Auteur : Souleymane Niang

La mathématique d’aujourd’hui est une mise au point, une actualisation des connaissances traditionnelles due à une réorganisation profonde des idées.
Cette actualisation ne porte pas seulement sur une certaine symbolique ou sur la langue, si nouveau qu’il apparaisse, car pour peu qu’un langage soit cohérent, on finit toujours par s’y habituer et par l’adopter.
Le changement porte, au-delà des signes et des symboles, sur la pensée mathématique elle-même, qui conduit à une certaine tournure d’esprit « économique ». Cela veut dire que la mathématique actuelle permet de mieux réagir devant des situations diverses en saisissant globalement ce qui les caractérise ; cela veut dire qu’elle facilite l’élaboration de théories générales plus fécondes, sans s’attarder sur des cas particuliers résolus ou résolubles par ces théories ; cela veut dire qu’elle renouvelle et enrichit la pensée mathématique.
Ce qui frappe dans la mathématique actuelle, c’est sa grande unité, unité qui se trouve réalisée par la théorie des ensembles élaborée vers le milieu du dix-neuvième siècle, reprise et travaillée depuis lors pour atteindre un haut degré de raffinement et d’abstraction vers le milieu de notre siècle ; unité qui réconcilie la Géométrie et l’Arithmétique et qui explique l’importance particulière qu’on accorde, dès les premiers pas de l’apprentissage, aux « notions sur les ensembles ».

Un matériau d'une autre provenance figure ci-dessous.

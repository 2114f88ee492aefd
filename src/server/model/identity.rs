use serde::{Deserialize, Serialize};
use crate::server::model::UserId;

#[derive(Debug, Deserialize)]
pub(crate) struct LoginRequest {
    pub username: Option<String>,
    pub password: Option<String>,
}

/// The authenticated user a submission is attributed to.
#[derive(Debug, Clone, PartialEq, Eq, Serialize)]
#[serde(rename_all = "camelCase")]
pub(crate) struct Identity {
    pub user_id: UserId,
    pub username: String,
}

/// Credential row as stored; the password itself is never persisted.
#[derive(Debug, Clone)]
pub(crate) struct StoredCredential {
    pub user_id: UserId,
    pub username: String,
    pub salt: Vec<u8>,
    pub hash: Vec<u8>,
}

#[derive(Debug, PartialEq, Eq)]
pub(crate) enum AuthOutcome {
    Accepted(Identity),
    Rejected,
}

#[derive(Debug, Serialize)]
#[serde(rename_all = "camelCase")]
pub(crate) struct LoginResponse {
    pub success: bool,
    pub user_id: UserId,
    pub username: String,
}

impl From<Identity> for LoginResponse {
    fn from(Identity { user_id, username }: Identity) -> Self {
        Self {
            success: true,
            user_id,
            username,
        }
    }
}
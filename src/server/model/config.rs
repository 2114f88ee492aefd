use std::net::SocketAddrV4;
use std::time::Duration;
use crate::server::database::pool_config::PoolConfig;
use crate::server::model::summary::SummaryDefaults;

/// Server configs
#[derive(Debug)]
pub struct ServerConfig {
    pub addr: SocketAddrV4,
    /// actix workers, each one single-threaded
    pub workers: usize,
    pub pool: PoolConfig,
    pub kot: KotSettings,
}

impl ServerConfig {
    pub fn new(addr: SocketAddrV4, workers: usize, pool: PoolConfig, kot: KotSettings) -> Self {
        Self {
            addr,
            workers,
            pool,
            kot,
        }
    }
}

/// Settings of the ticket workflow.
#[derive(Debug, Clone)]
pub struct KotSettings {
    pub summary: SummaryDefaults,
    /// attempts of one submission when concurrent writers conflict
    pub max_submit_attempts: u32,
    /// upper bound of a single submission attempt
    pub submit_timeout: Duration,
}

impl Default for KotSettings {
    fn default() -> Self {
        Self {
            summary: SummaryDefaults::default(),
            max_submit_attempts: 3,
            submit_timeout: Duration::from_millis(10_000),
        }
    }
}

Cet aspect de réorganisation, de remise en ordre qui bouscule les habitudes, est sans doute un des facteurs actifs qui ont été à l’origine d’une violente campagne contre la Mathématique, campagne qui s’apaise peu à peu, brisée par la vitalité même de cette Mathématique, foyer d’idées novatrices et creuset d’outils efficaces d’où viennent s’abreuver et s’armer la plupart des autres sciences, pour une meilleure connaissance du monde.

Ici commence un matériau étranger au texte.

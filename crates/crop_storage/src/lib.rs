use std::path::PathBuf;
use std::sync::Arc;
use crop_core::ArtifactStore;

pub mod backends;
pub mod dataset;
pub mod notebook;

pub use backends::*;
pub use dataset::{Dataset, Record};
pub use notebook::Notebook;

pub const DEFAULT_MODEL_PATH: &str = "./model/model.json";
pub const DEFAULT_DATASET_PATH: &str = "./dataset/Crop_recommendation.csv";
pub const DEFAULT_NOTEBOOK_PATH: &str = "./notebook/crop-recommendation-system.ipynb";

/// Locations of the artifacts on disk.
#[derive(Debug, Clone, PartialEq, Eq)]
pub struct StoreConfig {
    pub model_path: PathBuf,
    pub dataset_path: PathBuf,
    pub notebook_path: PathBuf,
}

impl Default for StoreConfig {
    fn default() -> Self {
        Self {
            model_path: PathBuf::from(DEFAULT_MODEL_PATH),
            dataset_path: PathBuf::from(DEFAULT_DATASET_PATH),
            notebook_path: PathBuf::from(DEFAULT_NOTEBOOK_PATH),
        }
    }
}

pub fn create_store(config: StoreConfig) -> Arc<dyn ArtifactStore> {
    Arc::new(FsStore::new(config))
}

pub mod prelude {
    pub use super::backends::*;
    pub use super::{create_store, StoreConfig};
}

Néanmoins la Mathématique d’aujourd’hui pose un problème fondamental : celui de l’élaboration d’une pédagogie adaptée à ce qui apparaît être une révolution ; et « toute la révolution tient dans la manière d’enseigner . [1] Il importe dès lors de s’attarder un peu sur cette recherche pédagogique.
Des études minutieuses et profondes, menées notamment par J. Piaget [2] et ses collaborateurs, ont montré que l’évolution mentale de l’enfant se fait de façon stadiale par trois paliers successifs jusqu’à l’âge de onze-douze ans. Mais cette évolution est-elle influencée par un environnement social, par une pédagogie adéquate ?
Si dans cette évolution l’on s’en tient strictement au développement des structures intellectuelles déterminantes et non aux acquisitions empiriques, la réponse est nettement positive chez J. Brunner [3] pour lequel ce développement intellectuel s’acquiert « par un processus d’intériorisation des procédés d’action, d’imagination et symbolisation qui existent dans la culture de la société ».
Brunner réfute les thèses de Piaget et de ses collaborateurs qui pensent que « le succès de l’apprentissage est nettement subordonné au niveau de développement intellectuel » [4], ce développement ne pouvant être acquis ou accéléré par un simple apprentissage.
Le rôle de l’éducation et celui de l’apprentissage dans le processus de développement intellectuel de l’enfant et dans celui de la transmission des connaissances est dès lors posé. L’importance de la pédagogie dans ce processus dépend du point de vue adopté.
Fischbein, soulignant la difficulté de la question et analysant les modes de passage, dans l’évolution mentale de l’enfant d’un palier à l’autre ainsi que la complexité des structures psychiques qui les accompagnent, note : « Un apprentissage des structures intellectuelles est donc irréductible à l’apprentissage empirique. Mais ceci ne signifie pas qu’il serait impossible » et ajoute : « En discutant de l’évolution des structures psychiques il faut tenir compte aussi d’un autre aspect. Les composantes de l’intellect ne présentent pas toutes une évolution ascendante... Il y a d’autres aspects qui ne se développent pas en dehors d’un apprentissage spécial. On peut déceler des aspects stagnants ou même des involutions. [5]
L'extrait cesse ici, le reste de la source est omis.